The ‘New Political Correctness’ tastes of privilege and desperation

I had an email from The Spectator the other day, asking me to come on their podcast and discuss the latest work vomited directly from the mouth of professional Brendan, Brendan O’Neill. It’s on ‘the New Political Correctness’, which is apparently A Thing now. I’m not certain a) how it differs from the old political correctness, or b) whether it means anything other than ‘common human decency extended to more people than just straight white guys’, but there we go. I agreed, because someone has to try and convince poor Brendan of the error of his ways.

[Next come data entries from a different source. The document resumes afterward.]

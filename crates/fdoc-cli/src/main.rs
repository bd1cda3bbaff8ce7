//! # fdoc CLI entry point
//!
//! Parses command-line arguments and dispatches to subcommand handlers.

use std::process::ExitCode;

use clap::{Parser, Subcommand};
use tracing_subscriber::EnvFilter;

use fdoc_cli::check::{run_check, CheckArgs};
use fdoc_cli::lint::{run_lint, LintArgs};
use fdoc_cli::versions::{run_versions, VersionsArgs};
use fdoc_core::FdocConfig;

/// fdoc: endpoint documentation that is checked against real traffic.
///
/// Loads trees of `.fdoc` declarations, validates recorded HTTP exchanges
/// against them and reports undocumented response codes and schema
/// violations.
#[derive(Parser, Debug)]
#[command(name = "fdoc", version, about, long_about = None)]
struct Cli {
    /// Enable verbose output. Repeat for more verbosity (-v, -vv, -vvv).
    #[arg(short, long, action = clap::ArgAction::Count, global = true)]
    verbose: u8,

    #[command(subcommand)]
    command: Commands,
}

#[derive(Subcommand, Debug)]
enum Commands {
    /// Load a declaration tree and report what it contains.
    Lint(LintArgs),

    /// Validate one recorded exchange against a declaration tree.
    Check(CheckArgs),

    /// List the versions discovered under a versioned tree.
    Versions(VersionsArgs),
}

fn main() -> ExitCode {
    let cli = Cli::parse();

    let filter = match cli.verbose {
        0 => EnvFilter::new("warn"),
        1 => EnvFilter::new("info"),
        2 => EnvFilter::new("debug"),
        _ => EnvFilter::new("trace"),
    };

    tracing_subscriber::fmt()
        .with_env_filter(filter)
        .with_target(false)
        .with_writer(std::io::stderr)
        .init();

    let config = match FdocConfig::from_env() {
        Ok(config) => config,
        Err(e) => {
            tracing::error!("{e}");
            return ExitCode::from(2);
        }
    };

    tracing::debug!(
        service_path = %config.service_path.display(),
        versions = config.versions_support,
        "resolved configuration"
    );

    let result = match cli.command {
        Commands::Lint(args) => run_lint(&args, &config),
        Commands::Check(args) => run_check(&args, &config),
        Commands::Versions(args) => run_versions(&args, &config),
    };

    match result {
        Ok(code) => ExitCode::from(code),
        Err(e) => {
            tracing::error!("{e:#}");
            ExitCode::from(2)
        }
    }
}
//! # fdoc-schema — Body Schemas & Response Codes
//!
//! The leaves of the fdoc document model.
//!
//! - [`Schema`] wraps one JSON Schema fragment (Draft 2020-12 unless the
//!   fragment names another draft) and validates payloads against it,
//!   returning every [`Violation`] rather than stopping at the first.
//! - [`ResponseCode`] pairs an HTTP status with its description and
//!   schema.
//! - [`yaml_to_json`] converts declaration YAML into the JSON values the
//!   schema compiler works on.
//!
//! ## Crate Policy
//!
//! - Depends only on `fdoc-core` internally.
//! - Malformed fragments fail at compile time with [`SchemaError`];
//!   payload violations are returned as data, never raised.
//! - Schema compilation never performs network IO.

pub mod error;
pub mod response;
pub mod schema;
pub mod violation;
pub mod yaml;

pub use error::SchemaError;
pub use response::{reason_phrase, ResponseCode};
pub use schema::Schema;
pub use violation::{Violation, Violations};
pub use yaml::{key_to_string, yaml_to_json};
//! Filesystem scanning helpers.
//!
//! Every listing is sorted so load order, and therefore first-match
//! resolution, is deterministic across runs and platforms.

use std::collections::HashSet;
use std::path::{Path, PathBuf};

use fdoc_core::{slug_of, FdocError, FdocResult};
use tracing::debug;

/// Fail with `DirectoryNotFound` unless `path` is a directory.
pub(crate) fn ensure_dir(path: &Path) -> FdocResult<()> {
    if path.is_dir() {
        Ok(())
    } else {
        Err(FdocError::DirectoryNotFound {
            path: path.to_path_buf(),
        })
    }
}

/// Slug of a tree root. Roots without a final component (`.`, `docs/..`)
/// are canonicalized first so they take the name of the directory they
/// denote.
pub(crate) fn root_slug(root: &Path) -> FdocResult<String> {
    if root.file_name().is_some() {
        return slug_of(root);
    }
    let resolved = std::fs::canonicalize(root).map_err(|e| FdocError::io(root, e))?;
    slug_of(&resolved)
}

/// Immediate subdirectories of `dir`, sorted by path.
pub(crate) fn subdirectories(dir: &Path) -> FdocResult<Vec<PathBuf>> {
    let mut dirs: Vec<PathBuf> = entries(dir)?.into_iter().filter(|p| p.is_dir()).collect();
    dirs.sort();
    Ok(dirs)
}

/// Files directly inside `dir` whose name ends with `suffix`, sorted.
pub(crate) fn files_with_suffix(dir: &Path, suffix: &str) -> FdocResult<Vec<PathBuf>> {
    let mut files: Vec<PathBuf> = entries(dir)?
        .into_iter()
        .filter(|p| p.is_file() && has_suffix(p, suffix))
        .collect();
    files.sort();
    Ok(files)
}

/// Files under `dir`, at any depth, whose name ends with `suffix`, sorted.
///
/// Symlinked directories are followed, but each real directory is entered
/// once, so link cycles terminate.
pub(crate) fn walk_files_with_suffix(dir: &Path, suffix: &str) -> FdocResult<Vec<PathBuf>> {
    let mut acc = Vec::new();
    let mut visited = HashSet::new();
    walk(dir, suffix, &mut visited, &mut acc)?;
    acc.sort();
    Ok(acc)
}

/// Read a declaration file.
pub(crate) fn read_source(path: &Path) -> FdocResult<String> {
    std::fs::read_to_string(path).map_err(|e| FdocError::io(path, e))
}

fn walk(
    dir: &Path,
    suffix: &str,
    visited: &mut HashSet<PathBuf>,
    acc: &mut Vec<PathBuf>,
) -> FdocResult<()> {
    let real = std::fs::canonicalize(dir).map_err(|e| FdocError::io(dir, e))?;
    if !visited.insert(real) {
        debug!(dir = %dir.display(), "directory already scanned, skipping");
        return Ok(());
    }
    for path in entries(dir)? {
        if path.is_dir() {
            walk(&path, suffix, visited, acc)?;
        } else if path.is_file() && has_suffix(&path, suffix) {
            acc.push(path);
        }
    }
    Ok(())
}

fn entries(dir: &Path) -> FdocResult<Vec<PathBuf>> {
    let read = std::fs::read_dir(dir).map_err(|e| FdocError::io(dir, e))?;
    read.map(|entry| entry.map(|e| e.path()).map_err(|e| FdocError::io(dir, e)))
        .collect()
}

fn has_suffix(path: &Path, suffix: &str) -> bool {
    path.file_name()
        .and_then(|n| n.to_str())
        .is_some_and(|n| n.ends_with(suffix) && n.len() > suffix.len())
}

They sent me the articles, one of which, ‘An A-Z Guide to the New PC’, is essentially an excuse for Brendan to gleefully type ‘nigger’ and ‘tranny’ and get away with it. To quote Tom Slater, who works for Brendan’s pet hate machine Spiked, ‘someone should tell them that satire is supposed to be funny’. The other article, by Damian Thompson, begins by telling us that ‘transgender … includes transvestites and transsexuals’, before whining that nowadays one has to ‘patiently master the racial nomenclature that tripped up Benedict Cumberbatch’, because it really is awful that we can’t just talk about Orientals and Negroes anymore. The triptych of turgid tripe is rounded off by Rod Liddle lagubriously lamenting the fact that some people desire gender neutral pronouns. The whole thing would be quite funny if it weren’t for the fact that I can picture in my mind the hordes of Spectator readers nodding along and tutting at the arrogance and censoriousness of today’s young liberals.

Here is a bunny to take your mind off of the mental image of Rod Liddle, Damian Thompson and Brendan O’Neill in a hideous ecstasy of righteous privileged anger

I wasn’t aware that the podcast, which you can listen to here, would include both myself and Brendan talking at the same time until they Skyped me. I hadn’t expected to come face to face with Brendan until next month at the Oxford Union, when we’ll be debating ‘The right to free speech always includes the right to offend’, so it was a little bit of a shock. I haven’t listened back to the whole thing because I like the sound of my voice probably about as much as Brendan does, but a few things stuck in my mind.

He kept referring to me as Mr Squirrell, which was a little jarring – possibly because he thinks my name is funny, possibly because he didn’t think we’re on first name terms yet. I disagree – when someone writes an article lambasting you and referring to you as a ‘censorious leader’ of students, I think you form a certain connection.

Then there was his strange insistence that he’s a ‘progressive’, and he’s upset by the fact that today’s left-wing students don’t see everyone on earth as ‘equals’ and judge people based on their character rather than the colour of their skin. ‘See,’ he seemed to be saying, ‘You hate Martin Luther King, so really you’re a racist!’ I’m quite happy to judge people entirely on the content of their character when society starts doing that too. When people who’ve been systematically marginalised and oppressed because of the colour of their skin, or their gender, or their sexuality, are raised up to the same level of prosperity that middle class white men enjoy now, then I’ll happily judge people and their words and actions entirely on the basis of their character, rather than their background. But we’re not there yet. We’re so very far from there that pretending we are is nothing short of delusional or, as Brendan put it, ‘literally insane’. It’s a weird day when I get to play the pragmatist and accuse someone of being idealistic, but it happened.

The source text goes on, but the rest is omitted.